__Task to carry out__.
Among the entries below, one line contains "async fn fallback()" and another contains "used in logs.". Transcribe those two lines and every line between them, exactly.

● ● ● ●

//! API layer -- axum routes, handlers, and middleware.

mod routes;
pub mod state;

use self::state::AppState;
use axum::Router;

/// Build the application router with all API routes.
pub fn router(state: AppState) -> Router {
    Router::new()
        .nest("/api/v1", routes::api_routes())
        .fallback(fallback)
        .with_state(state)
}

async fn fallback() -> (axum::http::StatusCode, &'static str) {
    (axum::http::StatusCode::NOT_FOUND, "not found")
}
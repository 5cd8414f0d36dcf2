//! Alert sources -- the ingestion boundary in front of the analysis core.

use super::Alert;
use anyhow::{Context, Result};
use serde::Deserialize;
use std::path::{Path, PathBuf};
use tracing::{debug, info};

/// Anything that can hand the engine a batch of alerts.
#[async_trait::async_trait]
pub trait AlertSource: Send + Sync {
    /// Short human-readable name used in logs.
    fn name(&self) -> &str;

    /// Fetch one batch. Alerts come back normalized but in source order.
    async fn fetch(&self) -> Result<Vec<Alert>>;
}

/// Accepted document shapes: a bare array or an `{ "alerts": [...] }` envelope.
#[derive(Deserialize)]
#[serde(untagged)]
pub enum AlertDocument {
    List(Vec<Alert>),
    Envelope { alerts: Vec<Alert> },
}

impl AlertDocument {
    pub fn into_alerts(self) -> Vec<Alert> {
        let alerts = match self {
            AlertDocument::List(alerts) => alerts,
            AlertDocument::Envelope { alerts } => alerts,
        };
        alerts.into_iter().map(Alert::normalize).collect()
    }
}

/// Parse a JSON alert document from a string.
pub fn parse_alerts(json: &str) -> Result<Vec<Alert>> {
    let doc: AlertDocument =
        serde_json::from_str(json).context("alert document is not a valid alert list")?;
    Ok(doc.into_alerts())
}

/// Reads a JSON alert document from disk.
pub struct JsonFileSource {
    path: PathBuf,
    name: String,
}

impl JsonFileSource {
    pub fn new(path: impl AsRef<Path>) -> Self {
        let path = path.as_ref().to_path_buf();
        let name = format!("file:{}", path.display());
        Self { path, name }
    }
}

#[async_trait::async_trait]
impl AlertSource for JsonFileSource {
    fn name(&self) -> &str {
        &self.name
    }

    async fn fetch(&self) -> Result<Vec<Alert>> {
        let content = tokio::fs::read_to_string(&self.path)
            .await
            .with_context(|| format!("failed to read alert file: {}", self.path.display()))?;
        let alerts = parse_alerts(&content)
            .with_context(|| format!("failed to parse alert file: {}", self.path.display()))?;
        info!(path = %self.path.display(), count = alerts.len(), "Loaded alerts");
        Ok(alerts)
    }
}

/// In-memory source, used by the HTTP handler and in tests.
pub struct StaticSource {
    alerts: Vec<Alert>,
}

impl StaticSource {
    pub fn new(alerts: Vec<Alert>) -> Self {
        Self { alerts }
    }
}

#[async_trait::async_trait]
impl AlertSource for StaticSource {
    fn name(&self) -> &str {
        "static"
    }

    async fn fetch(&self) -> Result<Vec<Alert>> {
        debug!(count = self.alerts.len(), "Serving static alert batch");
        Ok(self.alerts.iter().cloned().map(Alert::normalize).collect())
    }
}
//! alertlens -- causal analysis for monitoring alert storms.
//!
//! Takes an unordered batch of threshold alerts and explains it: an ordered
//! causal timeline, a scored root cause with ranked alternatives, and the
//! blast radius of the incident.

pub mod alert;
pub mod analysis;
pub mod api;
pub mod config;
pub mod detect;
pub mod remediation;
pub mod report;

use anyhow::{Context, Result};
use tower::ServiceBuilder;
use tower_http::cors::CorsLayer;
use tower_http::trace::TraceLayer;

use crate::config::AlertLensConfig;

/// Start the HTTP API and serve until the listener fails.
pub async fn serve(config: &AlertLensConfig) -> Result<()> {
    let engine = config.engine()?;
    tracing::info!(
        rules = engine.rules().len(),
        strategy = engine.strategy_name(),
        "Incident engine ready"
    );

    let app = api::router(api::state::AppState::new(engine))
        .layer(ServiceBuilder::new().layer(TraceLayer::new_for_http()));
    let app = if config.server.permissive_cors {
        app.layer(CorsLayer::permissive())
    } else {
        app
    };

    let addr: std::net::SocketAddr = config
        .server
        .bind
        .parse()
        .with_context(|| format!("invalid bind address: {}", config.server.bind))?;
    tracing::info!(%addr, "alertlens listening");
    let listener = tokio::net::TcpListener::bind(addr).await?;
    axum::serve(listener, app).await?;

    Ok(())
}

● ● ● ●

__The completed task__.
async fn fallback() -> (axum::http::StatusCode, &'static str) {
    (axum::http::StatusCode::NOT_FOUND, "not found")
}
repository 5cd8414f0d36dcf2
//! Alert sources -- the ingestion boundary in front of the analysis core.

use super::Alert;
use anyhow::{Context, Result};
use serde::Deserialize;
use std::path::{Path, PathBuf};
use tracing::{debug, info};

/// Anything that can hand the engine a batch of alerts.
#[async_trait::async_trait]
pub trait AlertSource: Send + Sync {
    /// Short human-readable name used in logs.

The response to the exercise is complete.